From May to October of 1893, an estimated 27.5 million people visited the Colombian Exposition, which gave it a far greater impact on our nation's psyche than its brief existence might suggest. The painting at right (click for a larger version) was completed in 1894 by Theodore Robinson, an American Impressionist -- I think it gives you a better impression of what the space was like than most photographs do. Contemporary visitors were awestruck by the cleanliness and serenity
of the massive exposition, which occupied 633 acres and had 14 main buildings with total floor space of 63 million square feet. The whiteness of the architecture (which was intentionally temporary and consisted basically of skeletons with facades) presented an extreme contrast to the grimy grays and blacks of contemporary industrialized cities like Chicago, Pittsburgh, and New York. The choice of white as a paint color was intended to speed up the construction of the Exposition originally, but was so well received by the architects that the use of coal as a power source was banned at the Exposition so that the purity of the white would be preserved. At night, 120,000 incandescent lights lit the Exposition and reflected off the water of the Grand Basin -- a display that must have been incredible to its first viewers, as the Colombian Exposition was the first significant deployment of outdoor electric lighting in the United States.
The Colombian Exposition's demonstration of a unified Beaux-Arts vision for city planning led directly to adoption of the Beaux-Arts style across the United States in the first decade of the 20th century, so perhaps the style (particularly of the Court of Honor) seems rather familiar to modern Americans, who are used to seeing echoes of that architecture, particularly in Washington, where the revival of baroque principles in the Beaux-Arts style led to the renovation of DC's landscape.

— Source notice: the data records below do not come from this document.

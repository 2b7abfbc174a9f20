//! Runtime errors for the interpreter
//!
//! Every error is fatal: the first one aborts the whole run.

use std::fmt;
use thiserror::Error;

/// Runtime error during interpretation
#[derive(Debug, Clone, PartialEq, Eq, Error)]
#[error("{kind}: {message}")]
pub struct RuntimeError {
    pub kind: ErrorKind,
    pub message: String,
}

/// Kinds of runtime errors
#[derive(Debug, Clone, Copy, PartialEq, Eq, Hash)]
pub enum ErrorKind {
    /// Unresolved variable, function, method, arity or object
    NameError,
    /// Operand type mismatch, non-callable call, bad `proto`, wrong arity
    TypeError,
    /// Integer division by zero
    DivisionByZero,
    /// Call depth exceeded the configured limit
    StackOverflow,
    /// Console input exhausted
    IoError,
}

impl fmt::Display for ErrorKind {
    fn fmt(&self, f: &mut fmt::Formatter<'_>) -> fmt::Result {
        let name = match self {
            ErrorKind::NameError => "NameError",
            ErrorKind::TypeError => "TypeError",
            ErrorKind::DivisionByZero => "DivisionByZero",
            ErrorKind::StackOverflow => "StackOverflow",
            ErrorKind::IoError => "IoError",
        };
        f.write_str(name)
    }
}

impl RuntimeError {
    pub fn new(kind: ErrorKind, message: impl Into<String>) -> Self {
        RuntimeError {
            kind,
            message: message.into(),
        }
    }

    pub fn name_error(message: impl Into<String>) -> Self {
        Self::new(ErrorKind::NameError, message)
    }

    pub fn type_error(message: impl Into<String>) -> Self {
        Self::new(ErrorKind::TypeError, message)
    }

    pub fn undefined_variable(name: &str) -> Self {
        Self::name_error(format!("variable/function {name} not found"))
    }

    pub fn undefined_function(name: &str) -> Self {
        Self::name_error(format!("function {name} not found"))
    }

    /// Function exists, but not with this many parameters
    pub fn no_overload(name: &str, arity: usize) -> Self {
        Self::name_error(format!("function {name} taking {arity} params not found"))
    }

    pub fn ambiguous_overload(name: &str) -> Self {
        Self::type_error(format!("function {name} has multiple overloaded versions"))
    }

    pub fn arity_mismatch(name: &str, expected: usize, got: usize) -> Self {
        Self::type_error(format!(
            "{name} expects {expected} argument(s), got {got}"
        ))
    }

    pub fn not_callable(name: &str, type_name: &str) -> Self {
        Self::type_error(format!("{name} holds a {type_name}, which cannot be called"))
    }

    pub fn object_not_found(name: &str) -> Self {
        Self::name_error(format!("object {name} not found"))
    }

    pub fn not_an_object(name: &str, type_name: &str) -> Self {
        Self::type_error(format!("dot operator used on non-object {name} ({type_name})"))
    }

    pub fn property_not_found(field: &str) -> Self {
        Self::name_error(format!("object property {field} not found"))
    }

    pub fn method_not_found(name: &str) -> Self {
        Self::name_error(format!("object method {name} not found"))
    }

    pub fn method_overload_not_found(name: &str, arity: usize) -> Self {
        Self::name_error(format!("object method {name} taking {arity} params not found"))
    }

    pub fn property_not_callable(name: &str) -> Self {
        Self::type_error(format!("object property {name} cannot be called"))
    }

    pub fn invalid_proto(type_name: &str) -> Self {
        Self::type_error(format!(
            "{type_name} is not an object, cannot be assigned to proto field"
        ))
    }

    pub fn cyclic_prototype(object: impl fmt::Display) -> Self {
        Self::type_error(format!("cyclic prototype chain through object {object}"))
    }

    pub fn incompatible_types(op: impl fmt::Display, left: &str, right: &str) -> Self {
        Self::type_error(format!(
            "incompatible types for {op} operation: {left} and {right}"
        ))
    }

    pub fn unsupported_operator(op: impl fmt::Display, type_name: &str) -> Self {
        Self::type_error(format!("incompatible operator {op} for type {type_name}"))
    }

    pub fn division_by_zero() -> Self {
        Self::new(ErrorKind::DivisionByZero, "division by zero")
    }

    pub fn stack_overflow(limit: usize) -> Self {
        Self::new(
            ErrorKind::StackOverflow,
            format!("stack overflow: call depth exceeded {limit}"),
        )
    }

    pub fn io_error(message: &str) -> Self {
        Self::new(ErrorKind::IoError, format!("IO error: {message}"))
    }
}

/// Result type for interpreter operations
pub type InterpResult<T> = Result<T, RuntimeError>;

I could go on and on about the Colombian Exposition because I find it fascinating, but in the interests of my final projects finishing before they are due, I think I will simply refer you to a couple of my sources: "The World's Colombian Exposition", "Interactive Guide to the World's Colombian Exposition", and a book, Devil in the White City, which I have not read but have heard is excellent from several classmates and a pair of teachers.